*STORED DATA:*

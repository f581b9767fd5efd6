//! Core error types

use thiserror::Error;

#[derive(Error, Debug)]
pub enum CoreError {
    #[error("Bundle not found: {path}")]
    BundleNotFound { path: String },

    #[error("Invalid Bundle.yaml: {message}")]
    InvalidBundle { message: String },

    #[error("Failed to parse YAML: {0}")]
    YamlParse(#[from] serde_yaml::Error),

    #[error("Failed to parse JSON: {0}")]
    JsonParse(#[from] serde_json::Error),

    #[error("IO error: {0}")]
    Io(#[from] std::io::Error),

    #[error("Values merge error: {message}")]
    ValuesMerge { message: String },

    #[error("Missing required value: {field}")]
    MissingValue { field: String },

    #[error("Invalid configuration: {message}")]
    InvalidConfig { message: String },
}

pub type Result<T> = std::result::Result<T, CoreError>;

*WHAT TO WORK ON:*
Retype the whole of the material word for word.

*ANSWER FOR THIS EXERCISE:*
repository f581b9767fd5efd6
//! Core error types

use thiserror::Error;

#[derive(Error, Debug)]
pub enum CoreError {
    #[error("Bundle not found: {path}")]
    BundleNotFound { path: String },

    #[error("Invalid Bundle.yaml: {message}")]
    InvalidBundle { message: String },

    #[error("Failed to parse YAML: {0}")]
    YamlParse(#[from] serde_yaml::Error),

    #[error("Failed to parse JSON: {0}")]
    JsonParse(#[from] serde_json::Error),

    #[error("IO error: {0}")]
    Io(#[from] std::io::Error),

    #[error("Values merge error: {message}")]
    ValuesMerge { message: String },

    #[error("Missing required value: {field}")]
    MissingValue { field: String },

    #[error("Invalid configuration: {message}")]
    InvalidConfig { message: String },
}

pub type Result<T> = std::result::Result<T, CoreError>;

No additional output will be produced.